Por Carolina Mandl e Tatiana Bautzer
SÃO PAULO (Reuters) - O SoftBank, cujo fundo de 5 bilhões de dólares para a América Latina está trazendo um volume inédito de recursos para as startups da região, também está cortejando fundos de venture capital locais, um movimento pouco comum para o investidor japonês que está revolucionando a cena tech na região.
A maneira mais comum de investir do SoftBank no mundo todo é colocar dinheiro diretamente nas startups, mas na América Latina ele reservou parte dos recursos para investir em fundos de venture capital.
A indústria de venture capital é relativamente incipiente na América Latina, e os investimentos do Softbank nos fundos ajudariam a estimular a inovação, particularmente no desenvolvimento de startups maiores, que são o principal alvo do Softbank.
Mas executivos da indústria dizem que os recursos do Softbank aplicados em venture capital são atrelados a exigências que vários fundos consideram desfavoráveis.
Fontes com conhecimento do assunto dizem que uma das condições impostas pelo Softbank é um direito de preferência para investir em empresas do portfolio dos fundos que decidam, num estagio posterior, levantar mais recursos ou que sejam colocadas à venda.
Isso poderia colocar o Softbank em vantagem como um potencial investidor líder em rodadas de financiamento futuras e também poderia dar ao conglomerado japonês vantagens em relação a outros investidores do mesmo fundo, segundo as fontes.
As fontes afirmam que o desejo do Softbank de obter vantagens pode provocar conflitos de interesse em relação a outros investidores, que também gostariam de ter o direito de co-investir com o fundo.
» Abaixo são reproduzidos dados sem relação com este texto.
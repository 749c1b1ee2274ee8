use crate::{
    compile::compiler::compile_scene,
    compile::document::RenderDocument,
    foundation::error::BlobscapeResult,
    foundation::rng::SeededRandom,
    recipes::registry::RecipeRegistry,
    scene::model::SceneConfig,
};

/// Output of one generation request.
#[derive(Clone, Debug, PartialEq)]
pub struct Generated {
    /// Recipe output, with canonical colors.
    pub config: SceneConfig,
    /// Compiled form of `config`.
    pub document: RenderDocument,
}

/// Apply `recipe` to `base` and compile the result.
///
/// One [`SeededRandom`] built from `seed` drives every random choice in the recipe, and blob
/// geometry is seeded by shape ids drawn from it, so the whole scene is a pure function of
/// `(recipe, base, seed)`.
#[tracing::instrument(skip(registry, base), fields(width = base.width, height = base.height))]
pub fn generate(
    registry: &RecipeRegistry,
    recipe: &str,
    base: &SceneConfig,
    seed: u32,
) -> BlobscapeResult<Generated> {
    let mut rng = SeededRandom::new(seed);
    let config = registry.apply(recipe, base, &mut rng)?;
    let document = compile_scene(&config)?;
    Ok(Generated { config, document })
}

/// [`generate`], returning only the SVG markup.
pub fn generate_svg(
    registry: &RecipeRegistry,
    recipe: &str,
    base: &SceneConfig,
    seed: u32,
) -> BlobscapeResult<String> {
    generate(registry, recipe, base, seed).map(|g| g.document.to_svg())
}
Dois fundos brasileiros de venture capital rejeitaram as condições propostas pelo Softbank, segundo duas fontes com conhecimento do assunto.
O SoftBank também pede aos fundos que aceitem uma cláusula de não-competição por investimentos em startups menores e dêem prioridade ao conglomerado japonês nessas companhias, segundo uma das fontes.
A indústria de venture capital ainda é pequena na América Latina, com investimentos totais de apenas 2 bilhões de dólares no ano passado, embora este valor signifique o quádruplo do investido em 2016.
No Brasil, a maior economia da América Latina, a indústria de venture capital representa apenas 0,04% do PIB, enquanto nos Estados Unidos chega a 0,43%, e na China, 0.33%, segundo um relatório da McKinsey & Company.
Na primeira metade de 2019, os investimentos de venture capital na região chegaram a 2,6 bilhões de dólares, mais que o triplo dos 780 milhões de dólares do ano anterior, segundo dados da Association for Private Capital Investment in Latin America, conhecida como Lavca. Mais de um terço disso veio da aposta de 1 bilhão de dólares do Softbank numa única empresa, o aplicativo colombiano de entregas Rappi.
O Softbank pretende investir cerca de 500 milhões de dólares do capital do fundo de América Latina em outros fundos de venture capital, mas não informou até agora dados exatos de investimento.
A Reuters publicou em setembro que o Softbank tinha fechado acordos de investimento com dois fundos, o brasileiro Valor Capital e o argentino Kaszek Ventures, que recentemente anunciou ter captado 600 milhões de dólares de investidores. Não está claro se o Valor e o Kaszek aceitaram as condições demandadas pelo Softbank.
Representantes do Valor, Softbank e Kaszek preferiram não comentar o assunto.
AVALIAÇÃO
Não é incomum que investidores em venture capital liderem rodadas sucessivas de financiamento em startups, e que a avaliação da empresa aumente a cada rodada de investimento.
Mas uma das fontes disse que a melhor prática, tanto para investidores que atuam sozinhos como para fundos de venture capital, seria permitir que investidores que ainda não estejam na empresa participem das rodadas e dêem seu aval para as avaliações das empresas.
O fracassado IPO da empresa de gestão de edifícios comerciais WeWork, na qual o Softbank investiu mais de 10 bilhões de dólares, demonstrou como investidores externos discordaram da avaliação de 47 bilhões de dólares atribuída ao WeWork na última rodada de investimento privado.
A professora da Universidade de Columbia Donna Hitscherich vê a demanda de investidores como o Softbank de liderar rodadas sucessivas de financiamento como "uma demanda natural de investidores que apostaram numa empresa desde o início e não querem ser diluídos à medida em que a empresa cresce".
Na América Latina, o Softbank ainda não participou de rodadas sucessivas de financiamento, já que acabou de lançar seu fundo de investimento para a região.
A avaliação do aplicativo de entregas colombiano Rappi triplicou entre a rodada de financiamento liderada pelo fundo DST Global em setembro do ano passado e a de abril deste ano liderada pelo SoftBank.